*** Material supplied ***

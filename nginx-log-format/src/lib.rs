//! nginx access log format handling.
//!
//! This crate turns an nginx `log_format` template into a reusable plan and
//! applies it to individual access log lines:
//!
//! - [`compiler`] - Template compilation (`FormatPlan`, `FormatToken`)
//! - [`matcher`] - Line matching and field access (`ParsedEntry`)
//! - [`error`] - Error types
//!
//! # Example
//!
//! ```
//! use nginx_log_format::FormatPlan;
//!
//! let plan = FormatPlan::compile(r#"$status "$request" $request_time"#)?;
//! let entry = plan.parse(r#"200 "GET / HTTP/1.1" 0.012"#)?;
//!
//! assert_eq!(entry.field("request")?, "GET / HTTP/1.1");
//! assert_eq!(entry.float_field("request_time")?, 0.012);
//! # Ok::<(), Box<dyn std::error::Error>>(())
//! ```

pub mod compiler;
pub mod error;
pub mod matcher;

pub use compiler::{Boundary, FormatPlan, FormatToken};
pub use error::{ConfigError, FieldError, ParseError, ParseFailure};
pub use matcher::ParsedEntry;
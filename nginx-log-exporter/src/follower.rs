//! Live following of a growing, rotatable log file.
//!
//! The follower opens the file at its current end and streams every line
//! appended afterwards through a bounded channel. At end of file it polls
//! the path to notice rotation:
//!
//! - a different file at the path (rename + create) is read from its start
//!   once the old file has been drained;
//! - a file shorter than the read offset (copytruncate) is re-read from 0;
//! - a missing path is waited for up to `missing_timeout`.
//!
//! A failure that ends the read loop is reported once on the error signal.

use std::io::{self, SeekFrom};
use std::path::{Path, PathBuf};
use std::time::Duration;

use thiserror::Error;
use tokio::fs::File;
use tokio::io::{AsyncBufReadExt, AsyncSeekExt, BufReader};
use tokio::sync::{mpsc, oneshot};
use tokio::task::JoinHandle;
use tokio::time::Instant;
use tracing::{debug, error, info, warn};

/// The log file could not be opened at startup.
#[derive(Debug, Error)]
#[error("Failed to open log file {}: {source}", .path.display())]
pub struct OpenError {
    pub path: PathBuf,
    #[source]
    pub source: io::Error,
}

/// Terminal failure of a running follower.
#[derive(Debug, Error)]
pub enum FollowError {
    #[error("Log file {} was removed and not recreated within {timeout:?}", .path.display())]
    Removed { path: PathBuf, timeout: Duration },

    #[error("Failed to read log file {}: {source}", .path.display())]
    Io {
        path: PathBuf,
        #[source]
        source: io::Error,
    },
}

/// One line read from the followed file, without its terminator.
#[derive(Debug, Clone, PartialEq, Eq)]
pub struct LogLine {
    pub text: String,
    /// Byte offset of the line in the file it was read from.
    pub offset: u64,
}

/// Lines in the order they were appended.
pub type LineStream = mpsc::Receiver<LogLine>;

/// Receives the follower's terminal error, at most once.
pub type ErrorSignal = oneshot::Receiver<FollowError>;

/// Follower tuning.
#[derive(Debug, Clone)]
pub struct FollowerConfig {
    pub poll_interval: Duration,
    pub missing_timeout: Duration,
    pub channel_capacity: usize,
}

impl Default for FollowerConfig {
    fn default() -> Self {
        Self {
            poll_interval: Duration::from_millis(250),
            missing_timeout: Duration::from_secs(30),
            channel_capacity: 1024,
        }
    }
}

/// Handle to a running follower task.
pub struct LogFollower {
    lines: LineStream,
    errors: ErrorSignal,
    task: JoinHandle<()>,
}

impl LogFollower {
    /// Open `path` at its end and start following it.
    ///
    /// Only content appended after this returns is produced.
    pub async fn start(path: impl AsRef<Path>, config: FollowerConfig) -> Result<Self, OpenError> {
        let path = path.as_ref().to_path_buf();
        let open_error = |source: io::Error| OpenError {
            path: path.clone(),
            source,
        };

        let mut file = File::open(&path).await.map_err(open_error)?;
        let identity = file_identity(&file.metadata().await.map_err(open_error)?);
        let offset = file
            .seek(SeekFrom::End(0))
            .await
            .map_err(open_error)?;

        info!(path = %path.display(), offset, "Following log file");

        let (line_tx, lines) = mpsc::channel(config.channel_capacity);
        let (error_tx, errors) = oneshot::channel();

        let reader = Reader {
            path,
            file: BufReader::new(file),
            identity,
            offset,
            line_start: offset,
            partial: Vec::new(),
            missing_since: None,
            config,
        };
        let task = tokio::spawn(reader.run(line_tx, error_tx));

        Ok(Self {
            lines,
            errors,
            task,
        })
    }

    /// Wait for the next line; `None` once the follower has stopped.
    pub async fn next_line(&mut self) -> Option<LogLine> {
        self.lines.recv().await
    }

    /// Whether the read loop has ended.
    pub fn is_finished(&self) -> bool {
        self.task.is_finished()
    }

    /// Split into the line stream and the terminal error signal.
    ///
    /// The read loop keeps running until the stream is dropped or it fails.
    pub fn into_parts(self) -> (LineStream, ErrorSignal) {
        (self.lines, self.errors)
    }
}

/// What the path currently refers to, compared with the open file.
enum PathState {
    Unchanged,
    Truncated,
    Replaced(File, Option<FileId>),
    Missing,
}

type FileId = (u64, u64);

#[cfg(unix)]
fn file_identity(meta: &std::fs::Metadata) -> Option<FileId> {
    use std::os::unix::fs::MetadataExt;
    Some((meta.dev(), meta.ino()))
}

#[cfg(not(unix))]
fn file_identity(_meta: &std::fs::Metadata) -> Option<FileId> {
    None
}

struct Reader {
    path: PathBuf,
    file: BufReader<File>,
    identity: Option<FileId>,
    /// Bytes consumed from the current file.
    offset: u64,
    /// Offset where the line being accumulated starts.
    line_start: u64,
    partial: Vec<u8>,
    missing_since: Option<Instant>,
    config: FollowerConfig,
}

impl Reader {
    async fn run(mut self, lines: mpsc::Sender<LogLine>, errors: oneshot::Sender<FollowError>) {
        match self.follow(&lines).await {
            Ok(()) => debug!(path = %self.path.display(), "Line consumer closed, follower stopped"),
            Err(e) => {
                error!(path = %self.path.display(), error = %e, "Log follower failed");
                let _ = errors.send(e);
            }
        }
    }

    async fn follow(&mut self, lines: &mpsc::Sender<LogLine>) -> Result<(), FollowError> {
        loop {
            if !self.drain(lines).await? {
                return Ok(());
            }

            match self.path_state().await? {
                PathState::Unchanged | PathState::Missing => {
                    if lines.is_closed() {
                        return Ok(());
                    }
                    tokio::time::sleep(self.config.poll_interval).await;
                }
                PathState::Truncated => {
                    warn!(path = %self.path.display(), "Log file truncated, reading from start");
                    self.file.seek(SeekFrom::Start(0)).await.map_err(|e| self.io(e))?;
                    self.partial.clear();
                    self.offset = 0;
                    self.line_start = 0;
                }
                PathState::Replaced(file, identity) => {
                    // Whatever reached the old file before the switch.
                    if !self.drain(lines).await? {
                        return Ok(());
                    }
                    if !self.partial.is_empty() && !self.emit(lines).await {
                        return Ok(());
                    }

                    info!(path = %self.path.display(), "Log file rotated, following new file");
                    self.file = BufReader::new(file);
                    self.identity = identity;
                    self.offset = 0;
                    self.line_start = 0;
                }
            }
        }
    }

    /// Read and send complete lines until end of file.
    ///
    /// Returns `false` once the consumer has gone away.
    async fn drain(&mut self, lines: &mpsc::Sender<LogLine>) -> Result<bool, FollowError> {
        loop {
            let read = self
                .file
                .read_until(b'\n', &mut self.partial)
                .await
                .map_err(|e| self.io(e))?;

            if read == 0 {
                return Ok(true);
            }

            self.offset += read as u64;
            if self.partial.ends_with(b"\n") && !self.emit(lines).await {
                return Ok(false);
            }
        }
    }

    /// Send the accumulated bytes as one line.
    async fn emit(&mut self, lines: &mpsc::Sender<LogLine>) -> bool {
        let mut bytes = &self.partial[..];
        if let Some(stripped) = bytes.strip_suffix(b"\n") {
            bytes = stripped.strip_suffix(b"\r").unwrap_or(stripped);
        }

        let line = LogLine {
            text: String::from_utf8_lossy(bytes).into_owned(),
            offset: self.line_start,
        };
        self.partial.clear();
        self.line_start = self.offset;

        lines.send(line).await.is_ok()
    }

    async fn path_state(&mut self) -> Result<PathState, FollowError> {
        let meta = match tokio::fs::metadata(&self.path).await {
            Ok(meta) => meta,
            Err(e) if e.kind() == io::ErrorKind::NotFound => return self.missing(),
            Err(e) => return Err(self.io(e)),
        };
        self.missing_since = None;

        let identity = file_identity(&meta);
        if identity.is_some() && identity != self.identity {
            return match File::open(&self.path).await {
                Ok(file) => {
                    // The identity of what was actually opened, in case of another swap.
                    let opened = file.metadata().await.map_err(|e| self.io(e))?;
                    Ok(PathState::Replaced(file, file_identity(&opened)))
                }
                Err(e) if e.kind() == io::ErrorKind::NotFound => self.missing(),
                Err(e) => Err(self.io(e)),
            };
        }

        if meta.len() < self.offset {
            return Ok(PathState::Truncated);
        }

        Ok(PathState::Unchanged)
    }

    fn missing(&mut self) -> Result<PathState, FollowError> {
        let since = *self.missing_since.get_or_insert_with(|| {
            warn!(path = %self.path.display(), "Log file missing, waiting for it to reappear");
            Instant::now()
        });

        if since.elapsed() >= self.config.missing_timeout {
            return Err(FollowError::Removed {
                path: self.path.clone(),
                timeout: self.config.missing_timeout,
            });
        }

        Ok(PathState::Missing)
    }

    fn io(&self, source: io::Error) -> FollowError {
        FollowError::Io {
            path: self.path.clone(),
            source,
        }
    }
}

***

Begin at the top of the records above and quote each line exactly, ending with the line that contains "pub mod matcher;".

filename nginx-log-format/src/lib.rs
//! nginx access log format handling.
//!
//! This crate turns an nginx `log_format` template into a reusable plan and
//! applies it to individual access log lines:
//!
//! - [`compiler`] - Template compilation (`FormatPlan`, `FormatToken`)
//! - [`matcher`] - Line matching and field access (`ParsedEntry`)
//! - [`error`] - Error types
//!
//! # Example
//!
//! ```
//! use nginx_log_format::FormatPlan;
//!
//! let plan = FormatPlan::compile(r#"$status "$request" $request_time"#)?;
//! let entry = plan.parse(r#"200 "GET / HTTP/1.1" 0.012"#)?;
//!
//! assert_eq!(entry.field("request")?, "GET / HTTP/1.1");
//! assert_eq!(entry.float_field("request_time")?, 0.012);
//! # Ok::<(), Box<dyn std::error::Error>>(())
//! ```

pub mod compiler;
pub mod error;
pub mod matcher;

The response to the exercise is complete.